Blaming Eve for mankind’s fall
The Abrahamic tradition of blaming Eve’s seduction of Adam in the Garden of Eden for the fall of mankind (and, thus, condemning all women thereafter) is to blame for the starkly oppressive prudishness over millennia that much of the world’s women have been continuously forced to endure.
So we Americans shouldn’t be too smug when tsk-tsking the recent death of a 22-year-old Iranian woman in custody after her arrest for “allegedly violating a law requiring women to cover their hair with a hijab, or headscarf,” according to a BBC report.
The recent young Iranian victim of this tradition, Mahsa Amini, a member of Iran’s ethnic Kurdish minority, was detained by “morality police” on September 3 in Tehran. She died in a hospital three days later from what her captors unconvincingly described as a “heart attack.”
Orthodox Islamic states like Iran view the covering of women’s bodies, heads and/or faces as a moral necessity, to maintain social harmony by shielding men from constant and socially destabilizing sexual arousal.
Eroticizing hair and even voices
When I worked for several decades in Saudi Arabia, a fundamentalist Islamic state with its own morality police (the Mutawa, officially known as the Commission for the Prevention of Vice and Preservation of Virtue), I was surprised to learn that the obligatory head-covering hijab was deemed necessary due to tradition and to the idea that women’s hair is considered enormously erotic. And that publicly broadcast readings of the holy Koran by women were never heard because female voices are considered too seductive for such a sacrosanct activity.
So, once again, we return to Abrahamic religions and the fraught place of women and sexuality within them.
When Mahsa Amini’s death was reported, thousands of girls and young women exploded into Iran’s streets in multiple cities over several weeks. They were protesting what has been unjustly happening to women for centuries if not millennia, stealing their agency as human beings. More than 150 people have been killed in the protests, including protesters and police.
They instinctively know they are not responsible for what a fictional woman allegedly did to an imagined man in a religious fantasy written by fallible, unidentified, mortal men millennia ago.
A vote for abortion is a vote against Bible tyranny
When American women go to the polls in the U.S. midterm elections next month, where surveys show the issue of abortion restrictions is high on the list of voter concerns, they should keep in mind that it’s a problem born of religion, not reason.
And whereas Iranian girls and young women have recently been protesting government-mandated hijab requirements, elsewhere in the world, devout Muslim females are protesting proposed government edicts against the hijab, as in Denmark.
Danish commission takes on ‘social control’ of women
The Danish Commission for the Forgotten Women’s Struggle, a government entity created by the ruling Social Democratic Party, has recommended a national ban on hijab for elementary school students.

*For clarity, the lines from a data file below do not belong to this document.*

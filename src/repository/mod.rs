// ==========================================
// 轮胎库存上报系统 - 文件仓储层
// ==========================================
// 红线: Repository 不含业务逻辑
// ==========================================
// 职责: 上传文件与解析结果的落盘/读取/清理
// 约束: 存储键只能是单层文件名（不含路径分隔符与 ".."）
// ==========================================

pub mod error;
pub mod processed_store;
pub mod upload_store;

// 重导出核心仓储
pub use error::{RepositoryError, RepositoryResult};
pub use processed_store::{JsonFileStore, ProcessedStore};
pub use upload_store::UploadStore;

use std::fs;
use std::path::Path;

/// 校验存储键（单层文件名）
pub(crate) fn validate_key(key: &str) -> RepositoryResult<()> {
    let invalid = key.trim().is_empty()
        || key.contains('/')
        || key.contains('\\')
        || key.contains("..")
        || key.contains('\0');
    if invalid {
        return Err(RepositoryError::InvalidKey(key.to_string()));
    }
    Ok(())
}

/// 删除目录下的所有文件（不递归，子目录保留），返回删除数量
///
/// 目录不存在视为空目录
pub(crate) fn remove_files_in(dir: &Path) -> RepositoryResult<usize> {
    let entries = match fs::read_dir(dir) {
        Ok(entries) => entries,
        Err(e) if e.kind() == std::io::ErrorKind::NotFound => return Ok(0),
        Err(e) => return Err(e.into()),
    };

    let mut removed = 0;
    for entry in entries {
        let entry = entry?;
        if entry.file_type()?.is_file() {
            fs::remove_file(entry.path())?;
            removed += 1;
        }
    }
    Ok(removed)
}
// ==========================================
// 轮胎库存上报系统 - 分组汇总引擎
// ==========================================
// 职责: 按季节分组汇总库存数量（汇总报表数据源）
// 红线: 季节决定查阅哪组分组；每条记录最多计入一个分组
// ==========================================
// 输入: StockRecord 列表 + GroupConfig
// 输出: VendorGroupSums（所有配置的分组标签都有值，未命中为 0）
// ==========================================

use crate::config::{BrandGroup, GroupConfig};
use crate::domain::stock::{StockRecord, VendorGroupSums};
use crate::domain::types::Season;
use crate::importer::brand_classifier::BrandClassifier;
use std::collections::BTreeMap;
use tracing::{debug, instrument};

// ==========================================
// GroupAggregator - 分组汇总引擎
// ==========================================
pub struct GroupAggregator;

impl GroupAggregator {
    /// 按季节分组汇总
    ///
    /// # 规则
    /// - 仅统计 quantity > 0 的记录
    /// - 夏季记录只查夏季分组，冬季记录只查冬季分组，未知季节不计入
    /// - 按分组声明顺序匹配，首个命中的分组计入，同时累加到总计
    #[instrument(skip(self, records, config), fields(count = records.len()))]
    pub fn aggregate(&self, records: &[StockRecord], config: &GroupConfig) -> VendorGroupSums {
        let mut sums = VendorGroupSums {
            summer: zeroed(&config.summer_groups),
            winter: zeroed(&config.winter_groups),
            grand_total: 0,
        };

        for record in records.iter().filter(|r| r.quantity > 0) {
            let (groups, bucket) = match record.season {
                Season::Summer => (&config.summer_groups, &mut sums.summer),
                Season::Winter => (&config.winter_groups, &mut sums.winter),
                Season::Unknown => continue,
            };

            if let Some(group) = self.first_matching(groups, &record.clean_brand) {
                let quantity = u64::from(record.quantity);
                *bucket.entry(group.label.clone()).or_insert(0) += quantity;
                sums.grand_total += quantity;
            }
        }

        debug!(grand_total = sums.grand_total, "分组汇总完成");
        sums
    }

    fn first_matching<'a>(&self, groups: &'a [BrandGroup], clean_brand: &str) -> Option<&'a BrandGroup> {
        groups
            .iter()
            .find(|group| BrandClassifier.is_vendor_brand(clean_brand, group.brands.as_slice()))
    }
}

fn zeroed(groups: &[BrandGroup]) -> BTreeMap<String, u64> {
    groups.iter().map(|g| (g.label.clone(), 0)).collect()
}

Danish Muslim parents say that their daughters don hijab with “joy and happiness,” and that the traditional head scarves are not, as the commission contends, a tool for “honor-related social control” of girls and women. But do these girls and women really know the ancient, prejudicial reason hijab originally came into being?
As with female modesty requirements in Western Christian nations, the hijab in Islamic countries evolved from patriarchal impulses to control women’s sexuality, in part, by blunting their physical appeal—at least partly stemming from interpretations of biblical canon. Although Islam has its own holy book, the faith originally sprang in the 7th century from the Judaic tradition, which manifests in the first five books of the Christian Bible’s Old Testament. Muslims view Christians and Jews as fellow “people of the book,” meaning of the biblical tradition.
That is why what supposedly happened in Eden still affects “people of the book” in actuality today. Most particularly, women.
Secular democracies are trying to change that, whether by accepting increasingly skimpy (or absent) female swimwear or rejecting religious practices that aim to disempower women by controlling what they wear in public.